Transcatheter Valve Replacement Takes Center Stage



WASHINGTON – Now that transcatheter aortic valve replacement is approved in the United States and there’s a proposal for its Medicare reimbursement, more centers and cardiologists are turning their attention to the procedure.

"Valves are perhaps not in their infancy, but at least in their adolescence," said Dr. Spencer B. King, a cardiologist at Saint Joseph’s Heart and Vascular Institute, Atlanta, during his presentation at a symposium where valve replacement procedures, including transcatheter aortic valve replacement (TAVR), took center stage. The symposium was sponsored by the Cardiovascular Research Institute at MedStar Washington (D.C.) Hospital Center.*

TAVR "is adding another dimension to what interventional cardiologists can do," said Dr. Ron Waksman, chair of this year’s program and director of experimental angioplasty and emerging technologies for the Cardiovascular Research Institute.

One of the main features of the procedure that was established early on as a necessity is the implementation of a "Heart Team," and its importance was stressed during the presentations about TAVR.

"It takes a multidisciplinary approach to get this on the right track," said Dr. Eberhard Grube, chief of cardiology and angiology at Helios Heart Centre in Siegburg, Germany, during his presentation. He noted the importance of a team approach to patient management before and after the procedure.

In addition to discussions about the TAVR technique and imaging, leaders discussed issues surrounding patient selection and criteria.

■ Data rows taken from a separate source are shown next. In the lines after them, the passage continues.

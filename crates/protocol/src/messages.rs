use serde::{Deserialize, Serialize};

use crate::types::{DatasetSchema, UploadMode, UploadType};

// ---------------------------------------------------------------------------
// Request payloads
// ---------------------------------------------------------------------------

/// Creates a dataset inside an installation.
#[derive(Debug, Clone, PartialEq, Serialize, Deserialize)]
#[serde(rename_all = "camelCase")]
pub struct CreateDatasetRequest {
    pub name: String,
    #[serde(default, skip_serializing_if = "String::is_empty")]
    pub description: String,
    pub schema: DatasetSchema,
}

/// Requests a signed upload URL for a dataset.
///
/// Leaving `upload_type` unset asks for a single-shot URL.
#[derive(Debug, Clone, Copy, PartialEq, Serialize, Deserialize)]
#[serde(rename_all = "camelCase")]
pub struct UploadUrlRequest {
    pub mode: UploadMode,
    #[serde(default, skip_serializing_if = "Option::is_none")]
    pub upload_type: Option<UploadType>,
}

impl UploadUrlRequest {
    /// Single-shot replace.
    pub fn replace() -> Self {
        Self {
            mode: UploadMode::Replace,
            upload_type: None,
        }
    }

    /// Resumable replace.
    pub fn resumable_replace() -> Self {
        Self {
            mode: UploadMode::Replace,
            upload_type: Some(UploadType::Resumable),
        }
    }
}

// ---------------------------------------------------------------------------
// Response payloads
// ---------------------------------------------------------------------------

/// Envelope for list endpoints.
#[derive(Debug, Clone, PartialEq, Serialize, Deserialize)]
pub struct ListResponse<T> {
    pub data: Vec<T>,
}
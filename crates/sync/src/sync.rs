//! Snapshot sync orchestrator.
//!
//! Runs one full sync of a source table into its DX dataset and reports
//! progress over an mpsc channel.

use chrono::Utc;
use dxsync_protocol::{CreateDatasetRequest, DatasetInfo, Installation, UploadUrlRequest};
use dxsync_transfer::{
    ChunkedUploader, PayloadBuffer, RangeTransport, TransferMode, UploadReport, encode_records,
    upload_single,
};
use tokio::sync::mpsc;
use tracing::{debug, error, info};

use crate::directory::DatasetDirectory;
use crate::error::SyncError;
use crate::installation::select_installation;
use crate::schema::dataset_schema;
use crate::source::RecordSource;
use crate::types::{SyncConfig, SyncEvent, SyncReport};

/// Description given to datasets this tool creates.
pub const DATASET_DESCRIPTION: &str = "Dataset created through dxsync";

/// Orchestrates a snapshot sync.
pub struct SnapshotSync<'a> {
    directory: &'a dyn DatasetDirectory,
    source: &'a dyn RecordSource,
    transport: &'a dyn RangeTransport,
    events_tx: mpsc::Sender<SyncEvent>,
    events_rx: Option<mpsc::Receiver<SyncEvent>>,
}

impl<'a> SnapshotSync<'a> {
    pub fn new(
        directory: &'a dyn DatasetDirectory,
        source: &'a dyn RecordSource,
        transport: &'a dyn RangeTransport,
    ) -> Self {
        let (events_tx, events_rx) = mpsc::channel(256);
        Self {
            directory,
            source,
            transport,
            events_tx,
            events_rx: Some(events_rx),
        }
    }

    /// Takes the event receiver. Can only be called once.
    ///
    /// Events are dropped if the receiver is not drained fast enough.
    pub fn take_events(&mut self) -> Option<mpsc::Receiver<SyncEvent>> {
        self.events_rx.take()
    }

    /// Runs the sync. Emits `Completed` or `Failed` as the last event.
    pub async fn run(&self, config: &SyncConfig) -> Result<SyncReport, SyncError> {
        info!(
            source = %format!("{}.{}", config.source_dataset, config.table_name),
            "starting sync"
        );

        match self.run_inner(config).await {
            Ok(report) => {
                self.emit(SyncEvent::Completed {
                    dataset_id: report.dataset_id.clone(),
                });
                info!(
                    dataset = %report.dataset_id,
                    created = report.dataset_created,
                    rows = report.rows,
                    bytes = report.bytes,
                    mode = %report.mode,
                    chunks = report.chunks_sent,
                    elapsed_ms = report.upload_elapsed.as_millis() as u64,
                    "sync completed"
                );
                Ok(report)
            }
            Err(e) => {
                let err_msg = e.to_string();
                self.emit(SyncEvent::Failed {
                    error: err_msg.clone(),
                });
                error!(table = %config.table_name, error = %err_msg, "sync failed");
                Err(e)
            }
        }
    }

    async fn run_inner(&self, config: &SyncConfig) -> Result<SyncReport, SyncError> {
        let started_at = Utc::now();

        // 1. Fetch and encode before touching the platform.
        let records = self.source.fetch_records().await?;
        let payload = encode_records(&records)?;
        info!(
            rows = payload.row_count(),
            bytes = payload.len(),
            "encoded payload"
        );
        self.emit(SyncEvent::Encoded {
            rows: payload.row_count(),
            bytes: payload.len(),
        });

        // 2. Authenticate
        let identity = self.directory.whoami().await?;
        info!(app_id = %identity.app_id, "authenticated to DX API");
        self.emit(SyncEvent::Authenticated {
            app_id: identity.app_id,
        });

        // 3. Resolve installation
        let installations = self.directory.installations().await?;
        let installation = select_installation(&installations, config.workspace_id.as_deref())?;
        info!(
            installation = installation.id,
            workspace = installation.workspace_id,
            "target installation found"
        );
        self.emit(SyncEvent::InstallationSelected {
            installation_id: installation.id,
            workspace_id: installation.workspace_id,
        });

        // 4. Find or create dataset
        let (dataset, created) = self
            .find_or_create_dataset(installation, &config.table_name)
            .await?;
        self.emit(SyncEvent::DatasetResolved {
            dataset_id: dataset.id.clone(),
            created,
        });

        // 5. Upload
        let upload = self
            .upload(installation, &dataset, &payload, config)
            .await?;

        Ok(SyncReport {
            dataset_id: dataset.id,
            dataset_created: created,
            rows: payload.row_count(),
            bytes: payload.len(),
            mode: upload.mode,
            chunks_sent: upload.chunks_sent,
            upload_elapsed: upload.elapsed,
            started_at,
            finished_at: Utc::now(),
        })
    }

    async fn find_or_create_dataset(
        &self,
        installation: &Installation,
        name: &str,
    ) -> Result<(DatasetInfo, bool), SyncError> {
        if let Some(existing) = self.directory.find_dataset(installation, name).await? {
            info!(dataset = %existing.id, name, "found dataset, updating");
            return Ok((existing, false));
        }

        info!(name, "dataset not found, creating");
        let table = self.source.table_schema().await?;
        let request = CreateDatasetRequest {
            name: name.to_string(),
            description: DATASET_DESCRIPTION.to_string(),
            schema: dataset_schema(&table),
        };
        debug!(
            properties = request.schema.properties.len(),
            primary_key = ?request.schema.primary_key,
            "dataset schema"
        );
        let created = self
            .directory
            .create_dataset(installation, &request)
            .await?;
        info!(dataset = %created.id, name, "dataset created");
        Ok((created, true))
    }

    async fn upload(
        &self,
        installation: &Installation,
        dataset: &DatasetInfo,
        payload: &PayloadBuffer,
        config: &SyncConfig,
    ) -> Result<UploadReport, SyncError> {
        let mode = TransferMode::for_size(payload.len(), config.chunk_threshold);
        let request = match mode {
            TransferMode::SingleShot => UploadUrlRequest::replace(),
            TransferMode::Resumable => UploadUrlRequest::resumable_replace(),
        };
        info!(
            bytes = payload.len(),
            threshold = config.chunk_threshold,
            %mode,
            "sending payload"
        );

        let target = self
            .directory
            .upload_target(installation, &dataset.id, request)
            .await?;
        self.emit(SyncEvent::UploadStarted {
            mode,
            bytes: payload.len(),
        });

        let report = match mode {
            TransferMode::SingleShot => {
                upload_single(self.transport, &config.retry, payload, &target.url).await?
            }
            TransferMode::Resumable => {
                let events_tx = self.events_tx.clone();
                ChunkedUploader::new(self.transport)
                    .with_retry(config.retry.clone())
                    .on_progress(Box::new(move |p| {
                        info!(
                            acknowledged = p.acknowledged_bytes,
                            total = p.total_bytes,
                            percent = %format_args!("{:.1}", p.percentage()),
                            bytes_per_sec = p.bytes_per_second as u64,
                            "chunk acknowledged"
                        );
                        let _ = events_tx.try_send(SyncEvent::ChunkAcknowledged {
                            acknowledged_bytes: p.acknowledged_bytes,
                            total_bytes: p.total_bytes,
                        });
                    }))
                    .upload(payload, payload.len(), &target.url, config.chunk_size)
                    .await?
            }
        };
        Ok(report)
    }

    fn emit(&self, event: SyncEvent) {
        let _ = self.events_tx.try_send(event);
    }
}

The procedure is currently approved only for inoperable patients with severe aortic stenosis, on the basis of the PARTNER trial’s cohort B population. This cohort is flanked by cohort C, or inoperable patients with several comorbidities, and cohort A, or high-risk patients. It is expected that TAVR will eventually be approved for high-risk patients, but experts expressed concern about the procedure creeping up toward the very sick cohort C–type patients, and called for better disability and comorbidity indices.

"We can always make the aortic valve better," said Dr. Michael J. Reardon, chief of cardiac surgery at the Methodist Hospital, Houston. "But where do you draw the red line?" he asked.

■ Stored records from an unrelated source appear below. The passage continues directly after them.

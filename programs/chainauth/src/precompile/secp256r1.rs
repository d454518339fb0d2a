//! Byte layout of the Secp256r1SigVerify native program instruction
//!
//! ```text
//! [0]      num_signatures: u8
//! [1]      padding: u8
//! [2..16]  Secp256r1SignatureOffsets (little-endian):
//!            signature_offset: u16
//!            signature_instruction_index: u16
//!            public_key_offset: u16
//!            public_key_instruction_index: u16
//!            message_data_offset: u16
//!            message_data_size: u16
//!            message_instruction_index: u16
//! [16..]   payload addressed by the offsets table
//! ```
//!
//! Index fields use the sentinel `u16::MAX` for "this instruction". The
//! precompile SHA-256-hashes the message segment before curve
//! verification and requires the signature's `s` in low-s canonical form,
//! so the client normalizes before building and this check normalizes the
//! caller-supplied `s` the same way before comparing.

use anchor_lang::prelude::*;
use anchor_lang::solana_program::pubkey;

use super::{read_u16_le, segment};
use crate::error::ChainAuthError;

pub const SECP256R1_PROGRAM_ID: Pubkey = pubkey!("Secp256r1SigVerify1111111111111111111111111");

pub const COMPRESSED_PUBKEY_SERIALIZED_SIZE: usize = 33;
pub const SIGNATURE_SERIALIZED_SIZE: usize = 64;
pub const SIGNATURE_OFFSETS_SERIALIZED_SIZE: usize = 14;
pub const SIGNATURE_OFFSETS_START: usize = 2;
pub const DATA_START: usize = SIGNATURE_OFFSETS_START + SIGNATURE_OFFSETS_SERIALIZED_SIZE;

const FIELD_SIZE: usize = 32;

// Order as defined in SEC2: 2.7.2 Recommended Parameters secp256r1
pub const SECP256R1_ORDER: [u8; FIELD_SIZE] = [
    0xFF, 0xFF, 0xFF, 0xFF, 0x00, 0x00, 0x00, 0x00, 0xFF, 0xFF, 0xFF, 0xFF, 0xFF, 0xFF, 0xFF,
    0xFF, 0xBC, 0xE6, 0xFA, 0xAD, 0xA7, 0x17, 0x9E, 0x84, 0xF3, 0xB9, 0xCA, 0xC2, 0xFC, 0x63,
    0x25, 0x51,
];

// Computed half order
pub const SECP256R1_HALF_ORDER: [u8; FIELD_SIZE] = [
    0x7F, 0xFF, 0xFF, 0xFF, 0x80, 0x00, 0x00, 0x00, 0x7F, 0xFF, 0xFF, 0xFF, 0xFF, 0xFF, 0xFF,
    0xFF, 0xDE, 0x73, 0x7D, 0x56, 0xD3, 0x8B, 0xCF, 0x42, 0x79, 0xDC, 0xE5, 0x61, 0x7E, 0x31,
    0x92, 0xA8,
];

/// Big-endian `s > n/2`
pub fn is_high_s(s: &[u8; FIELD_SIZE]) -> bool {
    for i in 0..FIELD_SIZE {
        match s[i].cmp(&SECP256R1_HALF_ORDER[i]) {
            core::cmp::Ordering::Greater => return true,
            core::cmp::Ordering::Less => return false,
            core::cmp::Ordering::Equal => {}
        }
    }
    false
}

/// Replaces a high `s` with `n - s`, the value-preserving canonical form
/// the precompile requires. A low `s` is returned unchanged, which also
/// makes the transform idempotent.
pub fn normalize_s(s: &[u8; FIELD_SIZE]) -> [u8; FIELD_SIZE] {
    if !is_high_s(s) {
        return *s;
    }
    let mut out = [0u8; FIELD_SIZE];
    let mut borrow = 0u16;
    for i in (0..FIELD_SIZE).rev() {
        let minuend = SECP256R1_ORDER[i] as u16;
        let subtrahend = s[i] as u16 + borrow;
        if minuend >= subtrahend {
            out[i] = (minuend - subtrahend) as u8;
            borrow = 0;
        } else {
            out[i] = (minuend + 0x100 - subtrahend) as u8;
            borrow = 1;
        }
    }
    out
}

struct Secp256r1SignatureOffsets {
    signature_offset: u16,
    signature_instruction_index: u16,
    public_key_offset: u16,
    public_key_instruction_index: u16,
    message_data_offset: u16,
    message_data_size: u16,
    message_instruction_index: u16,
}

impl Secp256r1SignatureOffsets {
    fn parse(table: &[u8]) -> Self {
        Self {
            signature_offset: read_u16_le(table, 0),
            signature_instruction_index: read_u16_le(table, 2),
            public_key_offset: read_u16_le(table, 4),
            public_key_instruction_index: read_u16_le(table, 6),
            message_data_offset: read_u16_le(table, 8),
            message_data_size: read_u16_le(table, 10),
            message_instruction_index: read_u16_le(table, 12),
        }
    }

    fn self_contained(&self, own_index: usize) -> bool {
        let own = own_index as u16;
        [
            self.signature_instruction_index,
            self.public_key_instruction_index,
            self.message_instruction_index,
        ]
        .iter()
        .all(|&index| index == u16::MAX || index == own)
    }
}

/// Checks that a Secp256r1SigVerify instruction found at transaction
/// index `own_index` commits to exactly the given compressed key,
/// signature (after low-s normalization of `s`) and message.
pub fn matches_expected(
    data: &[u8],
    own_index: usize,
    compressed_pubkey: &[u8; COMPRESSED_PUBKEY_SERIALIZED_SIZE],
    signature: &[u8; SIGNATURE_SERIALIZED_SIZE],
    message: &[u8],
) -> Result<bool> {
    if data.len() < DATA_START {
        return err!(ChainAuthError::MalformedVerificationInstruction);
    }
    if data[0] != 1 {
        return Ok(false);
    }

    let offsets = Secp256r1SignatureOffsets::parse(&data[SIGNATURE_OFFSETS_START..DATA_START]);
    if !offsets.self_contained(own_index) {
        return Ok(false);
    }
    if offsets.message_data_size as usize != message.len() {
        return Ok(false);
    }

    let sig_segment = segment(data, offsets.signature_offset, SIGNATURE_SERIALIZED_SIZE)?;
    let key_segment = segment(
        data,
        offsets.public_key_offset,
        COMPRESSED_PUBKEY_SERIALIZED_SIZE,
    )?;
    let message_segment = segment(data, offsets.message_data_offset, message.len())?;

    let mut expected = [0u8; SIGNATURE_SERIALIZED_SIZE];
    expected[..FIELD_SIZE].copy_from_slice(&signature[..FIELD_SIZE]);
    let mut s = [0u8; FIELD_SIZE];
    s.copy_from_slice(&signature[FIELD_SIZE..]);
    expected[FIELD_SIZE..].copy_from_slice(&normalize_s(&s));

    Ok(key_segment == compressed_pubkey
        && sig_segment == expected
        && message_segment == message)
}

"I think one of the real signs of a mature TAVR program is the number of people it turns down," said Dr. Reardon. "Early on, we want to help everybody; but as the Heart Team realizes that we’re going to give [patients] a new valve – not a new body – we’re going to start turning more patients down. I think that will actually improve the perception of TAVR as a whole."

The valve’s durability also remains in question, especially if it is eventually used in younger patients with more years ahead of them.

Dr. Paul Corso, director of cardiac surgery at, and associate director of, the cardiology division at MedStar Washington Hospital Center, erred on the side of caution, citing premature excitement surrounding previous valves.

"Let’s not jump on the bandwagon," he said. "I love the idea that [TAVR] is being done and I think it has great promise ... but we don’t have the data."

Financing TAVR is another issue. The procedure’s Medicare reimbursement is still unclear. The Centers for Medicare and Medicaid Services has issued a coverage proposal, and it’s expected to issue a final decision in May.

"We’re still studying the document and understanding it," said Dr. Waksman, who is also associate director of the division of cardiology at MedStar Washington Hospital Center. "I think the societies and physicians like to work with CMS and like to work the FDA to find out what is logical, because hospitals won’t be able to carry the toll of financing without reimbursement, so we have to know exactly what the boundaries are."

CORRECTION: The name and location of the institution have been corrected.